2019.3.9 05:02

弁護士が謝罪…ゴーン氏変装保釈「名声に泥を塗る結果」

弁護士が謝罪…ゴーン氏変装保釈「名声に泥を塗る結果」

8日午後、保釈後の住居とみられるマンションから外出したゴーン被告。9日が誕生日で、65歳になる

8日午後、保釈後の住居とみられるマンションから外出したゴーン被告。9日が誕生日で、65歳になる【拡大】

 会社法違反(特別背任)などの罪で起訴された日産自動車前会長、カルロス・ゴーン被告(65)の保釈に立ち会った高野隆弁護士は8日、自身のブログで、作業着での変装を自分が計画したと明かし「ゴーン氏の名声に泥を塗る結果となった。申し訳なく思っている」と謝罪した。

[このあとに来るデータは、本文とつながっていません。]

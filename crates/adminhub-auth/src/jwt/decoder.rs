//! Token verification and failure classification.

use base64::Engine;
use base64::engine::general_purpose::URL_SAFE_NO_PAD;
use jsonwebtoken::errors::ErrorKind as JwtErrorKind;
use jsonwebtoken::{Algorithm, DecodingKey, Validation, decode};

use adminhub_core::error::AppError;

use super::claims::TokenClaims;

/// The only accepted header algorithm.
const SUPPORTED_ALG: &str = "HS256";

/// HMAC-SHA256 digest length.
const SIGNATURE_BYTES: usize = 32;

/// Verifies tokens and classifies every failure.
#[derive(Clone)]
pub struct JwtDecoder {
    /// HMAC secret key for verification.
    decoding_key: DecodingKey,
    /// Validation configuration.
    validation: Validation,
}

impl std::fmt::Debug for JwtDecoder {
    fn fmt(&self, f: &mut std::fmt::Formatter<'_>) -> std::fmt::Result {
        f.debug_struct("JwtDecoder")
            .field("leeway", &self.validation.leeway)
            .finish()
    }
}

impl JwtDecoder {
    /// Creates a new decoder from the shared secret.
    pub fn new(secret: &[u8], leeway_seconds: u64) -> Self {
        let mut validation = Validation::new(Algorithm::HS256);
        validation.validate_exp = true;
        validation.validate_aud = false;
        validation.leeway = leeway_seconds;

        Self {
            decoding_key: DecodingKey::from_secret(secret),
            validation,
        }
    }

    /// Verifies structure, algorithm, signature and expiry, in that order.
    ///
    /// A signature segment that is not a canonical 32-byte digest counts as
    /// tampering, so altering any signature character always yields
    /// `TokenSignatureInvalid`.
    pub fn verify(&self, token: &str) -> Result<TokenClaims, AppError> {
        let segments: Vec<&str> = token.split('.').collect();
        if segments.len() != 3 || segments.iter().any(|s| s.is_empty()) {
            return Err(AppError::token_malformed(
                "Token must have three non-empty segments",
            ));
        }

        check_header(segments[0])?;

        match URL_SAFE_NO_PAD.decode(segments[2]) {
            Ok(sig) if sig.len() == SIGNATURE_BYTES => {}
            _ => {
                return Err(AppError::token_signature_invalid(
                    "Invalid token signature",
                ));
            }
        }

        let token_data = decode::<TokenClaims>(token, &self.decoding_key, &self.validation)
            .map_err(|e| match e.kind() {
                JwtErrorKind::ExpiredSignature => AppError::token_expired("Token has expired"),
                JwtErrorKind::InvalidSignature => {
                    AppError::token_signature_invalid("Invalid token signature")
                }
                JwtErrorKind::InvalidAlgorithm | JwtErrorKind::InvalidAlgorithmName => {
                    AppError::token_unsupported("Unsupported token algorithm")
                }
                _ => AppError::token_malformed(format!("Token validation failed: {e}")),
            })?;

        Ok(token_data.claims)
    }
}

/// Decodes the header segment and checks its algorithm.
fn check_header(segment: &str) -> Result<(), AppError> {
    let bytes = URL_SAFE_NO_PAD
        .decode(segment)
        .map_err(|_| AppError::token_malformed("Token header is not base64url"))?;
    let header: serde_json::Value = serde_json::from_slice(&bytes)
        .map_err(|_| AppError::token_malformed("Token header is not JSON"))?;

    match header.get("alg").and_then(|alg| alg.as_str()) {
        Some(SUPPORTED_ALG) => Ok(()),
        Some(other) => Err(AppError::token_unsupported(format!(
            "Unsupported token algorithm '{other}'"
        ))),
        None => Err(AppError::token_malformed("Token header has no algorithm")),
    }
}

#[cfg(test)]
mod tests {
    use std::time::Duration;

    use adminhub_core::error::ErrorKind;

    use super::super::TokenCodec;
    use super::*;

    const SECRET: &[u8] = b"test-secret-test-secret-test-secret!";

    fn codec() -> TokenCodec {
        TokenCodec::from_secret(SECRET, 0)
    }

    #[test]
    fn test_issue_then_verify() {
        let codec = codec();
        let (token, _) = codec
            .issue("tid-1", "alice", Duration::from_secs(60))
            .unwrap();

        let claims = codec.verify(&token).unwrap();
        assert_eq!(claims.token_id, "tid-1");
        assert_eq!(claims.principal_name, "alice");
        assert!(claims.exp > claims.iat);
    }

    #[test]
    fn test_every_signature_char_is_tamper_evident() {
        const ALPHABET: &[u8] =
            b"ABCDEFGHIJKLMNOPQRSTUVWXYZabcdefghijklmnopqrstuvwxyz0123456789-_";
        let codec = codec();
        let (token, _) = codec
            .issue("tid-2", "bob", Duration::from_secs(60))
            .unwrap();
        let sig_start = token.rfind('.').unwrap() + 1;

        for pos in sig_start..token.len() {
            let mut bytes = token.clone().into_bytes();
            let original = bytes[pos];
            let idx = ALPHABET.iter().position(|&c| c == original).unwrap();
            bytes[pos] = ALPHABET[(idx + 1) % ALPHABET.len()];
            let tampered = String::from_utf8(bytes).unwrap();

            let err = codec.verify(&tampered).unwrap_err();
            assert_eq!(err.kind, ErrorKind::TokenSignatureInvalid, "position {pos}");
        }
    }

    #[test]
    fn test_tampered_payload_fails_signature() {
        let codec = codec();
        let (token, _) = codec
            .issue("tid-3", "carol", Duration::from_secs(60))
            .unwrap();
        let parts: Vec<&str> = token.split('.').collect();
        let forged_claims = URL_SAFE_NO_PAD.encode(
            serde_json::json!({"tid": "other", "sub": "carol", "iat": 0, "exp": i64::MAX / 2})
                .to_string(),
        );
        let forged = format!("{}.{}.{}", parts[0], forged_claims, parts[2]);

        let err = codec.verify(&forged).unwrap_err();
        assert_eq!(err.kind, ErrorKind::TokenSignatureInvalid);
    }

    #[test]
    fn test_wrong_secret_fails_signature() {
        let (token, _) = codec()
            .issue("tid-4", "dave", Duration::from_secs(60))
            .unwrap();
        let other = TokenCodec::from_secret(b"another-secret-another-secret-1234", 0);

        let err = other.verify(&token).unwrap_err();
        assert_eq!(err.kind, ErrorKind::TokenSignatureInvalid);
    }

    #[test]
    fn test_malformed_inputs() {
        let codec = codec();
        for input in ["", "abc", "a.b", "a..c", "!!!.???.###"] {
            let err = codec.verify(input).unwrap_err();
            assert_eq!(err.kind, ErrorKind::TokenMalformed, "input {input:?}");
        }
    }

    #[test]
    fn test_unsupported_algorithm() {
        let codec = codec();
        let (token, _) = codec
            .issue("tid-5", "erin", Duration::from_secs(60))
            .unwrap();
        let parts: Vec<&str> = token.split('.').collect();

        for alg in ["none", "RS256", "HS512"] {
            let header =
                URL_SAFE_NO_PAD.encode(serde_json::json!({"alg": alg, "typ": "JWT"}).to_string());
            let forged = format!("{}.{}.{}", header, parts[1], parts[2]);
            let err = codec.verify(&forged).unwrap_err();
            assert_eq!(err.kind, ErrorKind::TokenUnsupportedFormat, "alg {alg}");
        }
    }

    #[tokio::test]
    async fn test_expired_token() {
        let codec = codec();
        let (token, _) = codec
            .issue("tid-6", "frank", Duration::from_secs(1))
            .unwrap();

        tokio::time::sleep(Duration::from_millis(2100)).await;

        let err = codec.verify(&token).unwrap_err();
        assert_eq!(err.kind, ErrorKind::TokenExpired);
    }
}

 弁護団の弘中惇一郎弁護士は同日、ゴーン被告が記者会見の実施に前向きな姿勢を示していると明かした。体調が万全でなく、来週以降になるという。ゴーン被告は保釈中の住居とみられる東京都内のマンション周辺に姿を現したが、報道陣の問い掛けには応じなかった。黒のジャンパーにサングラス姿で外出することもあった。

 高野氏は変装の理由を「素顔をさらして住居に向かえば、マスコミに追い掛けられ、全世界に知れ渡る。生活を取り戻すどころか、健康すら損なわれる」と説明。計画は失敗だったとする一方「自由人として家族に再会できた」と喜んだ。

 ゴーン被告は今月6日、作業着に青い帽子、白いマスク姿で東京拘置所を出た。保釈には、住居出入り口への監視カメラ設置や携帯電話の使用制限などの条件が付いた。条件を提案したのも高野氏で、ブログでも「厳しい事項」と認めた。

 一方、東京地検の久木元伸次席検事は8日の定例記者会見で、保釈の条件について「証拠隠滅を防ぐ実効性はない」と述べた。既に起訴した事件に関しては「なすべきことを粛々とやっていきたい」と話し、今後の再逮捕や追起訴の予定は「捜査に関わるため差し控えたい」と答えなかった。